GIVEN ENTRIES:
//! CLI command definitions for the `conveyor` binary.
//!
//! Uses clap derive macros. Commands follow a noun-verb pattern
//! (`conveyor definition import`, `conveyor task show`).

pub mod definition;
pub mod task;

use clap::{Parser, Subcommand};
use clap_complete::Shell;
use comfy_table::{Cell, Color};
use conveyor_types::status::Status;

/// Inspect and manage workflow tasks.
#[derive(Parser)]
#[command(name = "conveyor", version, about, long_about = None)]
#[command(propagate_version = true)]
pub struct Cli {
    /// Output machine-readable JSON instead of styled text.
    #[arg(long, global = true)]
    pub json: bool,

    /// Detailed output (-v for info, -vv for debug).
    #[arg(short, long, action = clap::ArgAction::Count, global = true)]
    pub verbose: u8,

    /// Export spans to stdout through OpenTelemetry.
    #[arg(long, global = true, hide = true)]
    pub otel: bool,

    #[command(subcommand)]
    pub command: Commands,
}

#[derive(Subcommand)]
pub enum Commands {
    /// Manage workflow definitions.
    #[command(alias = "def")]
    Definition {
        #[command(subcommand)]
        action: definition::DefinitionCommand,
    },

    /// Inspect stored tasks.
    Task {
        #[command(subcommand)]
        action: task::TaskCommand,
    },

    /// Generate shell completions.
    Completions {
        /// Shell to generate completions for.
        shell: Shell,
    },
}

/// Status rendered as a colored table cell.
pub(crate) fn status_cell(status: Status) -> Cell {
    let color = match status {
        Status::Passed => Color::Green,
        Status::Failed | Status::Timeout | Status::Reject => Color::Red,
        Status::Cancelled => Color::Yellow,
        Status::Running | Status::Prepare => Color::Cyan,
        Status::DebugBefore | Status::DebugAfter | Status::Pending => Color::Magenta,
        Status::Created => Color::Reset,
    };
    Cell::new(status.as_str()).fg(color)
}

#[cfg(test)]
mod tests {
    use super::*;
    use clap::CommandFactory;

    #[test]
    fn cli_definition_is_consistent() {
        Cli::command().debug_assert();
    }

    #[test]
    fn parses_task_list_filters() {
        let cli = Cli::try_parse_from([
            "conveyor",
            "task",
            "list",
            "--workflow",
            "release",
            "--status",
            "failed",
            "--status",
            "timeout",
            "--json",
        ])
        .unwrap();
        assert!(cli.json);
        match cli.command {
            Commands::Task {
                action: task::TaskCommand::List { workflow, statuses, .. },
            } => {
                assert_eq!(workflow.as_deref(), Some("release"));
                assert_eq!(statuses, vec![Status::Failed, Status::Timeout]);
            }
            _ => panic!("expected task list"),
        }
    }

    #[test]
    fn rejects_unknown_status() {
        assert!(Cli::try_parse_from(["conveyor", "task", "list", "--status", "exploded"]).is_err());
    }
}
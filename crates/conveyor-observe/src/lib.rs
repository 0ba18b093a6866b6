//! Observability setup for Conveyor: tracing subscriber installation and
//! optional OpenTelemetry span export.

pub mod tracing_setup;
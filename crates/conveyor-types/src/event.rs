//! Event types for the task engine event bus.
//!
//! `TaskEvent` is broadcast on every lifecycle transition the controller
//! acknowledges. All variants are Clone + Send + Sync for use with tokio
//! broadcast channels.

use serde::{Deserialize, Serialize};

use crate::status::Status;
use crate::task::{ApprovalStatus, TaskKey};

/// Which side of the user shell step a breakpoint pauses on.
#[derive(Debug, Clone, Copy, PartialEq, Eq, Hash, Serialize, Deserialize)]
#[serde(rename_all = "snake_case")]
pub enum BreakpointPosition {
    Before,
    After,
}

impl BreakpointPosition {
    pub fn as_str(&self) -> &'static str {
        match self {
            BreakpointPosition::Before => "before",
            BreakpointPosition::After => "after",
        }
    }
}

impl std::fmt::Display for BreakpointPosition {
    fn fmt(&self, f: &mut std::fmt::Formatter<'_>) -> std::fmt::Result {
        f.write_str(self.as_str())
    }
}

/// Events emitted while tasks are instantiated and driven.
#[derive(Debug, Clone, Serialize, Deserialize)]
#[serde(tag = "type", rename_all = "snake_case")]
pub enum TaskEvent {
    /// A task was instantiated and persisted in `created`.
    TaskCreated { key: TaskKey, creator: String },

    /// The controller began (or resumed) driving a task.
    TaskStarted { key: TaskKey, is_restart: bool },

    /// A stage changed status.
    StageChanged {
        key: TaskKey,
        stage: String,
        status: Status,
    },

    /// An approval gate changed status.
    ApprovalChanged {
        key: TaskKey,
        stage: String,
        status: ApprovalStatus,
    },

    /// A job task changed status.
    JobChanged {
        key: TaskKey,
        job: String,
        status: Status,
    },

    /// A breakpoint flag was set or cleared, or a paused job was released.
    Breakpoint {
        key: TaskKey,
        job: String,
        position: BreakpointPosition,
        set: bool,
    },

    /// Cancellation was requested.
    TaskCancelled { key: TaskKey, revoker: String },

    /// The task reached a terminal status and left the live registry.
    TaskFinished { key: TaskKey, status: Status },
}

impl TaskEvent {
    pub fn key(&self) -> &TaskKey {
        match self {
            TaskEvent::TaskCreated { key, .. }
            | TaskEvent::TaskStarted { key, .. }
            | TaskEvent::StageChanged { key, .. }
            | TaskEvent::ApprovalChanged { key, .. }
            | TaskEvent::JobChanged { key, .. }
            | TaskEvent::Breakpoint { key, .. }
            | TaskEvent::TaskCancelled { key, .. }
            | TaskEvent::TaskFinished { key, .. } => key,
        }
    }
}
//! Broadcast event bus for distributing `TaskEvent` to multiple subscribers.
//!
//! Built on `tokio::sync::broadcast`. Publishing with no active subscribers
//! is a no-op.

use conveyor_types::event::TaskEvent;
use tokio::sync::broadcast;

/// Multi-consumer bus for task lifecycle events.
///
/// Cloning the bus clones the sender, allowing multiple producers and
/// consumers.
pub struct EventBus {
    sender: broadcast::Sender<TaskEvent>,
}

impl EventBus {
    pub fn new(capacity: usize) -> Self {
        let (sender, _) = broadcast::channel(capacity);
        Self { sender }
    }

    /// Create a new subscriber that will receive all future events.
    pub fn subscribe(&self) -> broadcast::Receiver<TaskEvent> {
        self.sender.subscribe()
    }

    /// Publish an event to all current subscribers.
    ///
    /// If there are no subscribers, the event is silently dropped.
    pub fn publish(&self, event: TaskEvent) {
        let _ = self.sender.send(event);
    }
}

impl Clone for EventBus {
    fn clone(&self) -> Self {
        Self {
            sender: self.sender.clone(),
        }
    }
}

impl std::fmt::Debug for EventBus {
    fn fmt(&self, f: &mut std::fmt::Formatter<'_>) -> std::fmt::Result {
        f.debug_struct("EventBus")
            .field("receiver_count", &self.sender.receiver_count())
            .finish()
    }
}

EXERCISE AIM:
Where a line of the records above holds the word "filename", copy that line.

EXERCISE RESPONSE:
filename crates/conveyor-observe/src/lib.rs
filename crates/conveyor-types/src/event.rs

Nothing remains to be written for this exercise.